WORK TASK - How many lines in the entries below contain "that"? Answer with the number only.

++++

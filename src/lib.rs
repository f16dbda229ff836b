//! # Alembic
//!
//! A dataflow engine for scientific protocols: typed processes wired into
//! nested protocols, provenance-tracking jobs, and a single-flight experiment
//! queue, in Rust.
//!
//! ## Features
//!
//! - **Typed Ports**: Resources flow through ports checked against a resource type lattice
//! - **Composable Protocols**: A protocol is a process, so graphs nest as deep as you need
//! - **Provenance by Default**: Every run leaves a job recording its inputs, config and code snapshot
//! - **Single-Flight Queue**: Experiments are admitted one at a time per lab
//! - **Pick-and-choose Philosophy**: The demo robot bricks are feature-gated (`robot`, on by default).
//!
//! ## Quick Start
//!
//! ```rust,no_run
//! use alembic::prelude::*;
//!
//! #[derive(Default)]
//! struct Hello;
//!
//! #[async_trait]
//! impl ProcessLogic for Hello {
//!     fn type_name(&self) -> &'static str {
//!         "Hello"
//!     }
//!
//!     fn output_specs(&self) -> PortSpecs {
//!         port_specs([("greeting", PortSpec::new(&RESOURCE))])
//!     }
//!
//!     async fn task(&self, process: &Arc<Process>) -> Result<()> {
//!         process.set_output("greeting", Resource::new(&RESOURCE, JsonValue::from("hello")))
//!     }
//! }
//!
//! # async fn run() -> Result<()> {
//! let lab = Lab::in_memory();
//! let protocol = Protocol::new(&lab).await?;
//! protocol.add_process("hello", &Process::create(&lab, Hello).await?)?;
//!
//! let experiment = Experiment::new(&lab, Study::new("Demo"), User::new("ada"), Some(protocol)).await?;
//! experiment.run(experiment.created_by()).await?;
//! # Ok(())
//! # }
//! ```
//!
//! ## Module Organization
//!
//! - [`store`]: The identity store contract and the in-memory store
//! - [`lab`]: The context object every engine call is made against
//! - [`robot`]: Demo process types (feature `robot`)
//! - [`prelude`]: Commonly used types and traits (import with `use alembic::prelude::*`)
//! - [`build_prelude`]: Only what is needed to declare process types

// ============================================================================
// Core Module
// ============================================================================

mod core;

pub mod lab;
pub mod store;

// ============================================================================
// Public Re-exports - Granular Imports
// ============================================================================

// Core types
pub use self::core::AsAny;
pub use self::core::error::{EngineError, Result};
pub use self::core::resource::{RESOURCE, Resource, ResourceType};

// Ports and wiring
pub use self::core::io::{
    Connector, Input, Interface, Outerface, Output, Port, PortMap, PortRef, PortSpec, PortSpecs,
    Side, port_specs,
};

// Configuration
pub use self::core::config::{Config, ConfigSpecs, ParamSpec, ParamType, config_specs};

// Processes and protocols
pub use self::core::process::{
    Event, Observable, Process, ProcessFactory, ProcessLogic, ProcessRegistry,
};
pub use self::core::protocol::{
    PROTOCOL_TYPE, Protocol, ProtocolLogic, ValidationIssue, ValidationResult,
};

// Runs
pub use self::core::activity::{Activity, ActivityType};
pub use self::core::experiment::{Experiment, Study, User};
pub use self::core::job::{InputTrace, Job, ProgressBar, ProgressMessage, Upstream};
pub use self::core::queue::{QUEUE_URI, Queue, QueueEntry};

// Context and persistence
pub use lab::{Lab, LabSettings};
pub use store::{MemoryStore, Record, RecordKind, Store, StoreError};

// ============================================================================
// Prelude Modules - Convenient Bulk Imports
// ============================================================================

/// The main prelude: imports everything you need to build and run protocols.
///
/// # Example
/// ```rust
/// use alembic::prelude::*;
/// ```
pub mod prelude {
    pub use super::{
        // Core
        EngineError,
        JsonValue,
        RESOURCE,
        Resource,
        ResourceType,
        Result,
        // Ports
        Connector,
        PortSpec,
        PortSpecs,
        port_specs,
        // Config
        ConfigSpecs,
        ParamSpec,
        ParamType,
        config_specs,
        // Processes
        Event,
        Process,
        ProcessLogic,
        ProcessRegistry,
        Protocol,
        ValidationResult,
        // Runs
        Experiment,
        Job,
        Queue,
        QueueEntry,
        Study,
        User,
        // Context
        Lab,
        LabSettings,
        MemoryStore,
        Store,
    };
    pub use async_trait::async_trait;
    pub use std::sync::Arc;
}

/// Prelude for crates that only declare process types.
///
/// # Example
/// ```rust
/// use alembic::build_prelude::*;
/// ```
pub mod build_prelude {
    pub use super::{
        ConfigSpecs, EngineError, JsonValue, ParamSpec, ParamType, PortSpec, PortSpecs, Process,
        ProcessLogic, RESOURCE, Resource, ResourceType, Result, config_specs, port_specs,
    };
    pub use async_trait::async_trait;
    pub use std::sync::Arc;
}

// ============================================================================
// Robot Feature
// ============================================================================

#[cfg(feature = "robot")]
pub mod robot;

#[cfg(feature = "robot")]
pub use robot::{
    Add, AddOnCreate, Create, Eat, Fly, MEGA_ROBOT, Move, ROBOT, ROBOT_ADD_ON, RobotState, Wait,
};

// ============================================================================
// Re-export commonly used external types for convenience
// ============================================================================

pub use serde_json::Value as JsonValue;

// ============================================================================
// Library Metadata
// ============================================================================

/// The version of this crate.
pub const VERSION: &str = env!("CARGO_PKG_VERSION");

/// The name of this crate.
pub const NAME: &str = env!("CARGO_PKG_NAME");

++++

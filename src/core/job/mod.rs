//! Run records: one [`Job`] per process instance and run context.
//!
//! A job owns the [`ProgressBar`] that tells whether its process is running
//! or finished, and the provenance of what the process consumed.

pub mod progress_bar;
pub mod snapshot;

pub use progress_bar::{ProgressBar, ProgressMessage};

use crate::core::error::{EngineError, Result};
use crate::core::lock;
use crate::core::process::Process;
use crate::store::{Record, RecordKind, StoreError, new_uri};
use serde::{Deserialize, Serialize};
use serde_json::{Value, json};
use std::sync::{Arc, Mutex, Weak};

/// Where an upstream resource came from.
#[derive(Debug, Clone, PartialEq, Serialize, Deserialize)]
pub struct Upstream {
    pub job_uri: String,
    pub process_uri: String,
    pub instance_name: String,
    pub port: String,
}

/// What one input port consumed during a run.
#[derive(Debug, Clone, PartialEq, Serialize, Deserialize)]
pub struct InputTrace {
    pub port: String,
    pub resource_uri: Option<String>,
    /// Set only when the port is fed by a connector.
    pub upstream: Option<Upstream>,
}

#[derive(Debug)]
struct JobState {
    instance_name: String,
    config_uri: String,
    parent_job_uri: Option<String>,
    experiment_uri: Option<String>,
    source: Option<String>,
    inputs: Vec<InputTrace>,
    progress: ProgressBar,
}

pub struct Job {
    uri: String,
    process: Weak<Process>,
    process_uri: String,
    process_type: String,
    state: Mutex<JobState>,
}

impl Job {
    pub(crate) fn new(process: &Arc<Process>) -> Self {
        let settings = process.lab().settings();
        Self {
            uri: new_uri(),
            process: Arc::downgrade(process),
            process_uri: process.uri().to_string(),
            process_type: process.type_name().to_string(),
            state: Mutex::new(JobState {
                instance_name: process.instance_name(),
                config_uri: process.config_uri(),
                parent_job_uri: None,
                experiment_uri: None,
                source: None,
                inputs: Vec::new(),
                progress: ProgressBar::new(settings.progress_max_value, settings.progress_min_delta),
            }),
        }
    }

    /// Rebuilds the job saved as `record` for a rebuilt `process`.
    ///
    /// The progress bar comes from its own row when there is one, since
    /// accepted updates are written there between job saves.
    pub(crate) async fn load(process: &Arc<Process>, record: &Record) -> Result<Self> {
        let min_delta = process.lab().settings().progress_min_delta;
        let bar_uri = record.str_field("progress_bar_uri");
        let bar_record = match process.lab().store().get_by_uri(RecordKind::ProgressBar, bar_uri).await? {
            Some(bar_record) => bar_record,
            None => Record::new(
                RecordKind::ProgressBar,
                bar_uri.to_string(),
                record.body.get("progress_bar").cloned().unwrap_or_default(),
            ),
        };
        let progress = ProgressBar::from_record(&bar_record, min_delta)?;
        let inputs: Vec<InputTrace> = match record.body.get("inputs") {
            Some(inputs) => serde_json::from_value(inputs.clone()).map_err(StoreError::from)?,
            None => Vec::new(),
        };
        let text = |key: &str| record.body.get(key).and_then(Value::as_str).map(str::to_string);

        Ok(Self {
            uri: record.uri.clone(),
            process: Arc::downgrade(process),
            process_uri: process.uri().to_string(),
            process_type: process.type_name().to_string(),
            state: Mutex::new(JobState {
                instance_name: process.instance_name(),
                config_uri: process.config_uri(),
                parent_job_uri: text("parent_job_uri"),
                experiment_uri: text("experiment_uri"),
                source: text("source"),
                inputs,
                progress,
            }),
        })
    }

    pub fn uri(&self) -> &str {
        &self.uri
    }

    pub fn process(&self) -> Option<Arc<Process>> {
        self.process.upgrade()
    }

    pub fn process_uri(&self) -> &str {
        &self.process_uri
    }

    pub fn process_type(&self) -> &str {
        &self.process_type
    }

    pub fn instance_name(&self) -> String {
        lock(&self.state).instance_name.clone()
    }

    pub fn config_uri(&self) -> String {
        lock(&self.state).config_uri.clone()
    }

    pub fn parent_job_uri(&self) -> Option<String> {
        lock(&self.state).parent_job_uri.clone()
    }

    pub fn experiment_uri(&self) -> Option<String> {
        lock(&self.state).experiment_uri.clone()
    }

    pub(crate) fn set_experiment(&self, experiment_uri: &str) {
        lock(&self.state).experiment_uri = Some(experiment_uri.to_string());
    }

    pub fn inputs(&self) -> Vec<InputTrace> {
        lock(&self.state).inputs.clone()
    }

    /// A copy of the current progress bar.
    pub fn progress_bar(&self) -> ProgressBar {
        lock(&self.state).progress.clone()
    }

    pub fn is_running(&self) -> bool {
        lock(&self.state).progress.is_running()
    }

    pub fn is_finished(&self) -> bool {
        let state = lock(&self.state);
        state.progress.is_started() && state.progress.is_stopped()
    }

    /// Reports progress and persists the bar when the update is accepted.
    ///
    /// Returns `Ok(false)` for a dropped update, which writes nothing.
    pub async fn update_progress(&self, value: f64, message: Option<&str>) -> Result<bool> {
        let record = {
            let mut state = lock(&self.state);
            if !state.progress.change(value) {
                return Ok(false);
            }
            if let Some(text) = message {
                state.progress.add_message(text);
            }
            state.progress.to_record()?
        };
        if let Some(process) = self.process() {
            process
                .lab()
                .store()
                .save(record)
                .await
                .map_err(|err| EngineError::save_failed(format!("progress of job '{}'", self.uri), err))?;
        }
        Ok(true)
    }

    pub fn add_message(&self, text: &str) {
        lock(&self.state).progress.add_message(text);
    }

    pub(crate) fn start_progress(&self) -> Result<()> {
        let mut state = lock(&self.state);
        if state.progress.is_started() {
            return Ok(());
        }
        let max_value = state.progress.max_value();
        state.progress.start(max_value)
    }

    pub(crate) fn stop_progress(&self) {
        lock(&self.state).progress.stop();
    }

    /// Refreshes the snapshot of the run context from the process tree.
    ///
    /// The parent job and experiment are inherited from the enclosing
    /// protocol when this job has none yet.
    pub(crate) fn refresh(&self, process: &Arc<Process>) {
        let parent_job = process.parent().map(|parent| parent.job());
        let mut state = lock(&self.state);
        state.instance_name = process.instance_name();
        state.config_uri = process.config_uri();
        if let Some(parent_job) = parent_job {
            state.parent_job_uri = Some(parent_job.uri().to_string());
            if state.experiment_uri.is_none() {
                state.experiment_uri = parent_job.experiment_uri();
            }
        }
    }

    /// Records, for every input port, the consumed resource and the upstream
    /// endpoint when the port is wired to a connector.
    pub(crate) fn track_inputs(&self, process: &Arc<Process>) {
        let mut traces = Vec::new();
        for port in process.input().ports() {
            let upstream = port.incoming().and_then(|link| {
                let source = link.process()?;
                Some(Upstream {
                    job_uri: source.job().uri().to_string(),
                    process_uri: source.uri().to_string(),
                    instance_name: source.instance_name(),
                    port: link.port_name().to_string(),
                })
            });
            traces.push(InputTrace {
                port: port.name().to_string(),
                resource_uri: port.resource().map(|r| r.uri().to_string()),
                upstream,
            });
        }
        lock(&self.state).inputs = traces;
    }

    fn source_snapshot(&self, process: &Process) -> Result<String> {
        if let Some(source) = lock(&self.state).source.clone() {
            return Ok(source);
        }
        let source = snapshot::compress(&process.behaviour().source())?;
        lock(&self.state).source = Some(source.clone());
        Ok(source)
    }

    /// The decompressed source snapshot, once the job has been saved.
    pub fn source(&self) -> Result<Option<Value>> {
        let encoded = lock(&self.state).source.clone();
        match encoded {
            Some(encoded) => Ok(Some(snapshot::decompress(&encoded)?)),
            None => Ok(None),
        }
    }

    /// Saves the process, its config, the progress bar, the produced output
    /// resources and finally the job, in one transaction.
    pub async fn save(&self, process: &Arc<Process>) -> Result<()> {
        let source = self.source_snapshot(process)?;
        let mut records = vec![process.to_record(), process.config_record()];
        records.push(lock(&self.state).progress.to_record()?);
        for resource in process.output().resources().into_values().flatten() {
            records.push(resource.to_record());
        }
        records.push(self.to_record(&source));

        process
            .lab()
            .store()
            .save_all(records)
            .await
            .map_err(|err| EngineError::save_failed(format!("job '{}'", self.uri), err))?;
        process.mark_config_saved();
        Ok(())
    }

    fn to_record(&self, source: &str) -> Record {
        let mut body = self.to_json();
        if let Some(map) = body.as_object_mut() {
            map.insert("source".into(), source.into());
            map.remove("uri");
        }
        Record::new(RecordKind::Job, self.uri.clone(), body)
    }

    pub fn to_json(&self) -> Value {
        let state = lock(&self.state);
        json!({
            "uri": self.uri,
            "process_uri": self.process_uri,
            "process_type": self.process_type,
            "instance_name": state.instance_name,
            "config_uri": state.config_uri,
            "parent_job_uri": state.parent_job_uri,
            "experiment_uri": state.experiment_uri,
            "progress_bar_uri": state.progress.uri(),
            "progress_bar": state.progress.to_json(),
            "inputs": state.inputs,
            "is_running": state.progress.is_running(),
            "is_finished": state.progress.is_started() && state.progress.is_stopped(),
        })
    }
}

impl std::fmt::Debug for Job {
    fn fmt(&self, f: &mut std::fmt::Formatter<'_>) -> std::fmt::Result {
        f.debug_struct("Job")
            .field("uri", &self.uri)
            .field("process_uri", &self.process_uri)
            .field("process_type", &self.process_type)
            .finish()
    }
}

++++

RESULT OF THE EXERCISE - 2